Some people like the fact that PCs are defined by the adventures that they have been on; the "zero to hero" journey is not something foreordained, per se, but is something that occurs as a result of the choices of the player along the way. In other words, the PC is just like everyone else, except that they have chosen to do extraordinary things.

On the other hand, other people view PCs as being special because they are PCs. They are the heroes of a narrative- and saying that they aren't special makes no more sense than saying, "I don't get why that Spiderman comic has to have so much Spiderman in it." By definition, the PCs, as protagonists of the game, are the heroes, and therefore special.
Put me squarely in the first camp here.
IMO, while I subscribe to the first view, I believe that the second view is actually more popular with most people.
Decades of exposure to media that mostly focuses on one or a few protagonists/heroes - who inevitably always win in the end - will do that.

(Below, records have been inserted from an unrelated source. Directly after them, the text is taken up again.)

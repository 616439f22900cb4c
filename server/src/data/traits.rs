//! Repository trait for the transactional store
//!
//! Domain services and route handlers talk to storage only through
//! `TransactionalRepository`, so the SQLite backend can be swapped or faked.

use async_trait::async_trait;

use crate::data::error::DataError;
use crate::data::types::{
    AnswerRow, AuditLogRow, DashboardCounts, NewAnswer, NewAuditLog, NewQuestionnaire, NewUser,
    QuestionRow, QuestionnaireRow, QuestionnaireWithQuestions, ResponseRow, SessionAnswerRow,
    SessionRow, UserRow, UserWithAssignment,
};

/// Repository trait for transactional operations (users, questionnaires, sessions, audit)
#[async_trait]
pub trait TransactionalRepository: Send + Sync {
    // ==================== User Operations ====================

    /// Create a new user. Fails with `Conflict` on a duplicate email or username.
    async fn create_user(&self, new: &NewUser) -> Result<UserRow, DataError>;

    /// Get a user by ID
    async fn get_user(&self, id: &str) -> Result<Option<UserRow>, DataError>;

    /// Get a user by email
    async fn get_user_by_email(&self, email: &str) -> Result<Option<UserRow>, DataError>;

    /// Check whether a username is taken
    async fn username_exists(&self, username: &str) -> Result<bool, DataError>;

    /// List all users newest first, with their current questionnaire
    async fn list_users(&self) -> Result<Vec<UserWithAssignment>, DataError>;

    /// Questionnaire id of the user's current in-progress session
    async fn current_questionnaire_id(&self, user_id: &str) -> Result<Option<String>, DataError>;

    /// Set a user's active flag
    async fn set_user_active(
        &self,
        id: &str,
        is_active: bool,
    ) -> Result<Option<UserRow>, DataError>;

    // ==================== Questionnaire Operations ====================

    /// Create a questionnaire and its questions atomically
    async fn create_questionnaire(
        &self,
        new: &NewQuestionnaire,
    ) -> Result<QuestionnaireWithQuestions, DataError>;

    /// Get a questionnaire by ID
    async fn get_questionnaire(&self, id: &str) -> Result<Option<QuestionnaireRow>, DataError>;

    /// List all questionnaires newest first, with ordered questions
    async fn list_questionnaires(&self) -> Result<Vec<QuestionnaireWithQuestions>, DataError>;

    /// List a questionnaire's questions in presentation order
    async fn list_questions(&self, questionnaire_id: &str) -> Result<Vec<QuestionRow>, DataError>;

    /// Get a question scoped to its questionnaire
    async fn get_question(
        &self,
        questionnaire_id: &str,
        question_id: &str,
    ) -> Result<Option<QuestionRow>, DataError>;

    /// Count a questionnaire's questions
    async fn count_questions(&self, questionnaire_id: &str) -> Result<i64, DataError>;

    /// Delete a questionnaire (cascades to questions, sessions, answers)
    async fn delete_questionnaire(&self, id: &str) -> Result<bool, DataError>;

    // ==================== Session Operations ====================

    /// Create or reset the session for a (user, questionnaire) pair
    async fn upsert_session(
        &self,
        user_id: &str,
        questionnaire_id: &str,
        total_questions: i64,
    ) -> Result<SessionRow, DataError>;

    /// Get a session owned by the given user
    async fn get_user_session(
        &self,
        id: &str,
        user_id: &str,
    ) -> Result<Option<SessionRow>, DataError>;

    /// The user's most recently updated incomplete session
    async fn get_current_session(&self, user_id: &str) -> Result<Option<SessionRow>, DataError>;

    /// Overwrite cursor and/or completion flag
    async fn override_session_progress(
        &self,
        id: &str,
        user_id: &str,
        current_index: Option<i64>,
        is_completed: Option<bool>,
    ) -> Result<Option<SessionRow>, DataError>;

    /// Append an answer and compare-and-swap the session cursor
    async fn record_answer(&self, new: &NewAnswer) -> Result<AnswerRow, DataError>;

    /// Answers of a session in submission order
    async fn list_session_answers(
        &self,
        session_id: &str,
    ) -> Result<Vec<SessionAnswerRow>, DataError>;

    /// All answers, newest first
    async fn list_responses(&self) -> Result<Vec<ResponseRow>, DataError>;

    // ==================== Audit Operations ====================

    /// Append an audit entry
    async fn insert_audit_log(&self, entry: &NewAuditLog) -> Result<i64, DataError>;

    /// Most recent audit entries, newest first
    async fn list_recent_audit_logs(&self, limit: i64) -> Result<Vec<AuditLogRow>, DataError>;

    // ==================== Stats Operations ====================

    /// Raw table counts
    async fn dashboard_counts(&self) -> Result<DashboardCounts, DataError>;
}
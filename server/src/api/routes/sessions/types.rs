//! Session API types

use chrono::{DateTime, Utc};
use serde::{Deserialize, Serialize};
use utoipa::ToSchema;
use validator::Validate;

use crate::api::routes::questionnaires::types::{QuestionDto, QuestionnaireSummaryDto};
use crate::data::types::{QuestionRow, QuestionType, SessionAnswerRow, SessionRow};
use crate::domain::{Progress, SessionDetail, SessionView, SubmittedAnswer};
use crate::utils::time::secs_to_datetime;

/// The question under the session cursor
#[derive(Debug, Serialize, ToSchema)]
pub struct CurrentQuestionDto {
    pub id: String,
    pub text: String,
    #[serde(rename = "type")]
    pub question_type: QuestionType,
    pub options: Vec<String>,
    pub required: bool,
}

impl From<&QuestionRow> for CurrentQuestionDto {
    fn from(row: &QuestionRow) -> Self {
        Self {
            id: row.id.clone(),
            text: row.question_text.clone(),
            question_type: row.question_type,
            options: row.options.clone(),
            required: row.required,
        }
    }
}

/// Caller's in-progress session, as returned by `/users/me/session`
#[derive(Debug, Serialize, ToSchema)]
pub struct SessionViewDto {
    pub id: String,
    pub questionnaire_id: String,
    pub questionnaire: QuestionnaireSummaryDto,
    pub current_question_index: i64,
    pub total_questions: i64,
    pub is_completed: bool,
    pub current_question: Option<CurrentQuestionDto>,
    pub questions: Vec<QuestionDto>,
    pub progress: f64,
    pub expires_at: Option<DateTime<Utc>>,
}

impl From<SessionView> for SessionViewDto {
    fn from(view: SessionView) -> Self {
        let progress = view.progress().percent();
        let current_question = view.current_question().map(CurrentQuestionDto::from);
        let SessionView {
            session,
            questionnaire,
            questions,
        } = view;
        Self {
            id: session.id,
            questionnaire_id: session.questionnaire_id,
            questionnaire: questionnaire.into(),
            current_question_index: session.current_index,
            total_questions: session.total_questions,
            is_completed: session.is_completed,
            current_question,
            questions: questions.into_iter().map(QuestionDto::from).collect(),
            progress,
            expires_at: session.expires_at.map(secs_to_datetime),
        }
    }
}

#[derive(Debug, Serialize, ToSchema)]
pub struct SessionAnswerDto {
    pub id: String,
    pub question_id: String,
    pub question_text: String,
    pub answer: Option<String>,
    pub answered_at: DateTime<Utc>,
}

impl From<SessionAnswerRow> for SessionAnswerDto {
    fn from(row: SessionAnswerRow) -> Self {
        Self {
            id: row.id,
            question_id: row.question_id,
            question_text: row.question_text,
            answer: row.answer_text,
            answered_at: secs_to_datetime(row.answered_at),
        }
    }
}

/// Session with the answers submitted so far
#[derive(Debug, Serialize, ToSchema)]
pub struct SessionDetailDto {
    pub id: String,
    pub questionnaire: QuestionnaireSummaryDto,
    pub current_question_index: i64,
    pub total_questions: i64,
    pub is_completed: bool,
    pub answers: Vec<SessionAnswerDto>,
    pub progress: f64,
}

impl From<SessionDetail> for SessionDetailDto {
    fn from(detail: SessionDetail) -> Self {
        let progress = detail.progress().percent();
        let SessionDetail {
            session,
            questionnaire,
            answers,
        } = detail;
        Self {
            id: session.id,
            questionnaire: questionnaire.into(),
            current_question_index: session.current_index,
            total_questions: session.total_questions,
            is_completed: session.is_completed,
            answers: answers.into_iter().map(SessionAnswerDto::from).collect(),
            progress,
        }
    }
}

/// Cursor state after a direct override
#[derive(Debug, Serialize, ToSchema)]
pub struct SessionProgressDto {
    pub id: String,
    pub current_question_index: i64,
    pub is_completed: bool,
    pub progress: f64,
}

impl From<SessionRow> for SessionProgressDto {
    fn from(session: SessionRow) -> Self {
        Self {
            progress: Progress::of(&session).percent(),
            id: session.id,
            current_question_index: session.current_index,
            is_completed: session.is_completed,
        }
    }
}

#[derive(Debug, Deserialize, Validate, ToSchema)]
pub struct UpdateSessionRequest {
    #[validate(range(min = 0, message = "current_question_index must be >= 0"))]
    pub current_question_index: Option<i64>,
    pub is_completed: Option<bool>,
}

#[derive(Debug, Deserialize, Validate, ToSchema)]
pub struct SubmitAnswerRequest {
    pub question_id: Option<String>,
    pub answer_text: Option<String>,
    /// Structured answer (selected options, rating, ...)
    #[schema(value_type = Option<Object>)]
    pub answer_json: Option<serde_json::Value>,
}

#[derive(Debug, Serialize, ToSchema)]
pub struct SubmittedAnswerDto {
    pub id: String,
    pub question_id: String,
    pub answer: Option<String>,
    pub session_progress: i64,
    pub is_completed: bool,
}

impl From<SubmittedAnswer> for SubmittedAnswerDto {
    fn from(submitted: SubmittedAnswer) -> Self {
        Self {
            id: submitted.answer.id,
            question_id: submitted.answer.question_id,
            answer: submitted.answer.answer_text,
            session_progress: submitted.progress.current_index,
            is_completed: submitted.progress.is_completed,
        }
    }
}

It's part of why Game of Thrones was so refreshing. The good guys didn't always win, there was a broad range of protagonists rather than just a very few, and some characters really did follow a zero-to-hero path (Sam Tarly e.g.).
 

How so? The 4E designers made the decision to prioritize ease of use over narrative causation. They are clearly related, or at least in conflict.

To get at the heart of the matter, how can D&D offer mechanically complex Fighters while maintaining "associated mechanics"? That's the core issue. Is that something you're interested in exploring? Should we just exclude people who are sick of just rolling attack and damage?
I'm all for mechanically complex fighters. All my games have them.